**Your assignment:** How many lines in this material include the string "tokenizer"? Answer with the number and nothing further.

━━━━━━━━━━━━━━━━━━━━━━━━━━━━━━

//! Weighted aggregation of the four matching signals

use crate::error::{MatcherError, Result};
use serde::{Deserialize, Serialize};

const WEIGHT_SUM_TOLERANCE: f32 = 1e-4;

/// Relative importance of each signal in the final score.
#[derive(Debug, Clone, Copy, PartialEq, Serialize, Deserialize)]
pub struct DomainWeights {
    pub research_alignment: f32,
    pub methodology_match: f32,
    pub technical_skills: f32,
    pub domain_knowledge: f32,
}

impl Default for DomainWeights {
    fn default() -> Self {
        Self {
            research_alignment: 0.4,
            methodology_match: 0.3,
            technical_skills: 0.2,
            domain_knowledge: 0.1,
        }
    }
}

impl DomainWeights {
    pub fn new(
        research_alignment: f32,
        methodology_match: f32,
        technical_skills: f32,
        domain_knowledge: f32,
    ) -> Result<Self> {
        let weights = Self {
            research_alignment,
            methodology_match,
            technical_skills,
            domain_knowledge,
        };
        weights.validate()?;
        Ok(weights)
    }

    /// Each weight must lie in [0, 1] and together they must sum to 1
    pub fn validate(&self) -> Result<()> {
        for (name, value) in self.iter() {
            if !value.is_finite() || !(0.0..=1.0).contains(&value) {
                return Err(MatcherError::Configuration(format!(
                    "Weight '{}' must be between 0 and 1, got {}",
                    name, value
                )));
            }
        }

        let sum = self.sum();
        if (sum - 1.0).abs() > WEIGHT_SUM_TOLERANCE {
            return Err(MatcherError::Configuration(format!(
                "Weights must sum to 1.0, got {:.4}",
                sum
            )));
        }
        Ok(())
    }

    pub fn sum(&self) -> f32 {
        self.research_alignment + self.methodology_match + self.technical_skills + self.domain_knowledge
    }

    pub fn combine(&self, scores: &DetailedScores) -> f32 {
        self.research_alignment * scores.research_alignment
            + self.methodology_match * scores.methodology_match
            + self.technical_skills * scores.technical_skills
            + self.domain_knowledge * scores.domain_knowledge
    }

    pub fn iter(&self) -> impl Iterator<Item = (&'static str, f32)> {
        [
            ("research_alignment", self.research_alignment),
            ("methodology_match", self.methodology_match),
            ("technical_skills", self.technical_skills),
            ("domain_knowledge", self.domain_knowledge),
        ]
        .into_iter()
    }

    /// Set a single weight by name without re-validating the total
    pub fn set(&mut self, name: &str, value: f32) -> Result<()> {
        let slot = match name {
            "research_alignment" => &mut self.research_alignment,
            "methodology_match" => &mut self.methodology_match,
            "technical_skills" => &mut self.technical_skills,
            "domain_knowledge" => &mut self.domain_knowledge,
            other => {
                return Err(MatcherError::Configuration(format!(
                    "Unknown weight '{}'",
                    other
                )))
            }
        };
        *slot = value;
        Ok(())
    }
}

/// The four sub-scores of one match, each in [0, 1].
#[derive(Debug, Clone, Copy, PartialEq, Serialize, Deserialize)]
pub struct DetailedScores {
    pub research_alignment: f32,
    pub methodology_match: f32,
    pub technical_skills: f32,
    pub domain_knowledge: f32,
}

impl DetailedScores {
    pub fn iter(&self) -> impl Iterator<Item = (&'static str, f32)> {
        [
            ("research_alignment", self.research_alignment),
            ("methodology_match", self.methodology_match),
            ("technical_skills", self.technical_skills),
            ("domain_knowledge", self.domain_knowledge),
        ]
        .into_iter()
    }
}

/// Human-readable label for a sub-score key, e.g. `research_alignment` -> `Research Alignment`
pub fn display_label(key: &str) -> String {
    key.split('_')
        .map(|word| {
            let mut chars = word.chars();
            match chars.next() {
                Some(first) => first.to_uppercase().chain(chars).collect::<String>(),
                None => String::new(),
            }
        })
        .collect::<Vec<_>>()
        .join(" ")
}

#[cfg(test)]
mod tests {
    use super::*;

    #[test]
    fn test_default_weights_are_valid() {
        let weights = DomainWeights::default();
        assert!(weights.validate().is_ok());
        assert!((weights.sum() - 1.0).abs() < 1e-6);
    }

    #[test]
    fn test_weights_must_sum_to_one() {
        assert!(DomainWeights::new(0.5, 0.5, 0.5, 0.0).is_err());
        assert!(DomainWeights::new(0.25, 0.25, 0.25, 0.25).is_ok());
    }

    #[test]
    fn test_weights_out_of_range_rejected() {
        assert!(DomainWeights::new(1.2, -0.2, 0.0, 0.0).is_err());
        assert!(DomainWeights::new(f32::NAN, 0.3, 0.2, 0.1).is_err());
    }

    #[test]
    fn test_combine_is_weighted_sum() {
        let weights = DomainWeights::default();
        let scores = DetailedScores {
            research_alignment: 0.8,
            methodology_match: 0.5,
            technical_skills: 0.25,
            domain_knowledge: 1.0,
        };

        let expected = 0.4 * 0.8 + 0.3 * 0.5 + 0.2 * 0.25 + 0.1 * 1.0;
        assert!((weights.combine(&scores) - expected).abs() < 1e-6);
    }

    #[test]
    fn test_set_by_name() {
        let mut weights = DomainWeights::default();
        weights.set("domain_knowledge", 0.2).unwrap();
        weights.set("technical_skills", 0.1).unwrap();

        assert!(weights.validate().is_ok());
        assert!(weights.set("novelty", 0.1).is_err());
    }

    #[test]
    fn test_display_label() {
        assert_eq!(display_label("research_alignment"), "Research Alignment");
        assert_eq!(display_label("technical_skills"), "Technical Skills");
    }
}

━━━━━━━━━━━━━━━━━━━━━━━━━━━━━━

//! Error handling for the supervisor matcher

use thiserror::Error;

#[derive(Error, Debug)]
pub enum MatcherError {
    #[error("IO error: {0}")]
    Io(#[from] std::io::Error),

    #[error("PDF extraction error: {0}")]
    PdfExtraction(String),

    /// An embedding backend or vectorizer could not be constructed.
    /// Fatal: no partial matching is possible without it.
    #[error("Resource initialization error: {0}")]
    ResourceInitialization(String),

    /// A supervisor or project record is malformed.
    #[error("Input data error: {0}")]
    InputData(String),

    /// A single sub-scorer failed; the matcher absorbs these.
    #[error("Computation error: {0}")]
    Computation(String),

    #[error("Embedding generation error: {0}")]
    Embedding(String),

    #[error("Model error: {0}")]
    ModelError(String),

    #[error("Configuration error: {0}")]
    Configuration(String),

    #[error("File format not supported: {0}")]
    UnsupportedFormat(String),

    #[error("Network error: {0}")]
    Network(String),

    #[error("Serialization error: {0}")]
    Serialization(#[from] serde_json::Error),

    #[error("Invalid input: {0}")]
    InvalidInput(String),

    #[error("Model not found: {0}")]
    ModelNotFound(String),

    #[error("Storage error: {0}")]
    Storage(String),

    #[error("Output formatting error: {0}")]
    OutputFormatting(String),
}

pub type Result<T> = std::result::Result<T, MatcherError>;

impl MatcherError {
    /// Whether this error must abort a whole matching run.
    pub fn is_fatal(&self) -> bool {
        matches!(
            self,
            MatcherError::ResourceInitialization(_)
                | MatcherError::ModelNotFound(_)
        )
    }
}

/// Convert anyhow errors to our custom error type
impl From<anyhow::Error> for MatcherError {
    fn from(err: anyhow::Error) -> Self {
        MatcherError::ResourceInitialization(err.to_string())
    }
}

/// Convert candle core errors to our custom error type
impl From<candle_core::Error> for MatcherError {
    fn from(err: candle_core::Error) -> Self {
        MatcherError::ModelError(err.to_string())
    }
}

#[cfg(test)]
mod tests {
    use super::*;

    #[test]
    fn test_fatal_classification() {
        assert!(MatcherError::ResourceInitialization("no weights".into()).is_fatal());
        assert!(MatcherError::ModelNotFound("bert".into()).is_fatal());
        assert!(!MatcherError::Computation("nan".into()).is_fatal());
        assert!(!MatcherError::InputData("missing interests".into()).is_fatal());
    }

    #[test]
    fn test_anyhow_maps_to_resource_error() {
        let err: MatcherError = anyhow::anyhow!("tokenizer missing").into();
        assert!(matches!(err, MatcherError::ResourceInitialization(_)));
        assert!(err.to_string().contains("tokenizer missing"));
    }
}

━━━━━━━━━━━━━━━━━━━━━━━━━━━━━━

**Exercise result:** 2